→ **To do**
Return verbatim every line from the first line of the data below to the line that contains "the API server.", inclusive, and no further.

→ **Source material**
// Copyright 2026, Jeroen van Erp <jeroen@geeko.me>
// SPDX-License-Identifier: Apache-2.0

//! Startup check for the MySQL operator's CRD

use crate::constants::crd::{
    MYSQL_GROUP, MYSQL_KIND, MYSQL_VERSION, POLL_INTERVAL_SECS, POLL_MAX_INTERVAL_SECS,
};
use crate::error::Result;
use kube::{discovery::Discovery, Client};
use std::time::Duration;
use tokio::time::sleep;
use tracing::{info, warn};

/// Wait until the database Cluster CRD is served by the API server.
/// Polls with exponential backoff starting at POLL_INTERVAL_SECS seconds.
pub async fn wait_for_database_crd(client: &Client) -> Result<()> {
    let mut interval = POLL_INTERVAL_SECS;

    loop {
        match database_crd_exists(client).await {
            Ok(true) => {
                info!(
                    "{} CRD ({}/{}) is available",
                    MYSQL_KIND, MYSQL_GROUP, MYSQL_VERSION
                );
                return Ok(());
            }
            Ok(false) => {
                info!(
                    "{} CRD ({}/{}) not yet available, is the MySQL operator installed? Waiting {} seconds...",
                    MYSQL_KIND, MYSQL_GROUP, MYSQL_VERSION, interval
                );
            }
            Err(e) => {
                warn!(
                    "Error checking for {} CRD: {}, retrying in {} seconds...",
                    MYSQL_KIND, e, interval
                );
            }
        }

        sleep(Duration::from_secs(interval)).await;

        interval = next_interval(interval);
    }
}

fn next_interval(interval: u64) -> u64 {
    (interval * 2).min(POLL_MAX_INTERVAL_SECS)
}

async fn database_crd_exists(client: &Client) -> Result<bool> {
    let discovery = Discovery::new(client.clone())
        .filter(&[MYSQL_GROUP])
        .run()
        .await?;

    let found = discovery
        .groups()
        .filter(|group| group.name() == MYSQL_GROUP)
        .flat_map(|group| group.recommended_resources())
        .any(|(ar, _)| ar.kind == MYSQL_KIND && ar.version == MYSQL_VERSION);

    Ok(found)
}
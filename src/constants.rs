// Copyright 2026, Jeroen van Erp <jeroen@geeko.me>
// SPDX-License-Identifier: Apache-2.0

/// The operator name used as field manager and managed-by label value
pub const OPERATOR_NAME: &str = "mattermost-operator";

/// Names of owned resources
pub mod names {
    /// Service account and role binding used by the MySQL operator's agent.
    /// Shared by every installation of a namespace.
    pub const MYSQL_AGENT: &str = "mysql-agent";
    pub const INGRESS_SUFFIX: &str = "-ingress";
    pub const DATABASE_SUFFIX: &str = "-mysql";
    /// Appended to the database cluster name by the MySQL operator
    pub const ROOT_PASSWORD_SUFFIX: &str = "-root-password";
    pub const ROOT_PASSWORD_KEY: &str = "password";
    pub const CONTAINER: &str = "mattermost";
}

/// Kubernetes label keys and values used by the operator
pub mod labels {
    pub const APP: &str = "app";
    pub const APP_VALUE: &str = "mattermost";
    pub const INSTALLATION: &str = "v1alpha1.mattermost.com/installation";
    pub const MANAGED_BY: &str = "app.kubernetes.io/managed-by";
}

/// Defaults applied to fields omitted from a ClusterInstallation spec
pub mod defaults {
    pub const IMAGE: &str = "mattermost/mattermost-enterprise-edition";
    pub const VERSION: &str = "5.6.0";
    pub const REPLICAS: i32 = 1;
    pub const DATABASE_REPLICAS: i32 = 2;
    pub const MAX_CONNECTION_OVERRIDES: usize = 16;
}

/// Ports and endpoints of the application and its database
pub mod network {
    pub const APP_PORT: i32 = 8065;
    pub const APP_PORT_NAME: &str = "app";
    pub const MYSQL_PORT: i32 = 3306;
    pub const HEALTH_PATH: &str = "/api/v4/system/ping";
    pub const DATABASE: &str = "mysql";
    pub const INGRESS_CLASS: &str = "nginx";
}

/// CRD polling configuration
pub mod crd {
    /// API group of the MySQL operator's Cluster resource
    pub const MYSQL_GROUP: &str = "mysql.oracle.com";
    pub const MYSQL_VERSION: &str = "v1alpha1";
    pub const MYSQL_KIND: &str = "Cluster";
    /// Initial polling interval in seconds when waiting for CRD
    pub const POLL_INTERVAL_SECS: u64 = 10;
    /// Maximum polling interval in seconds (exponential backoff cap)
    pub const POLL_MAX_INTERVAL_SECS: u64 = 60;
}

→ **Written answer**
// Copyright 2026, Jeroen van Erp <jeroen@geeko.me>
// SPDX-License-Identifier: Apache-2.0

//! Startup check for the MySQL operator's CRD

use crate::constants::crd::{
    MYSQL_GROUP, MYSQL_KIND, MYSQL_VERSION, POLL_INTERVAL_SECS, POLL_MAX_INTERVAL_SECS,
};
use crate::error::Result;
use kube::{discovery::Discovery, Client};
use std::time::Duration;
use tokio::time::sleep;
use tracing::{info, warn};

/// Wait until the database Cluster CRD is served by the API server.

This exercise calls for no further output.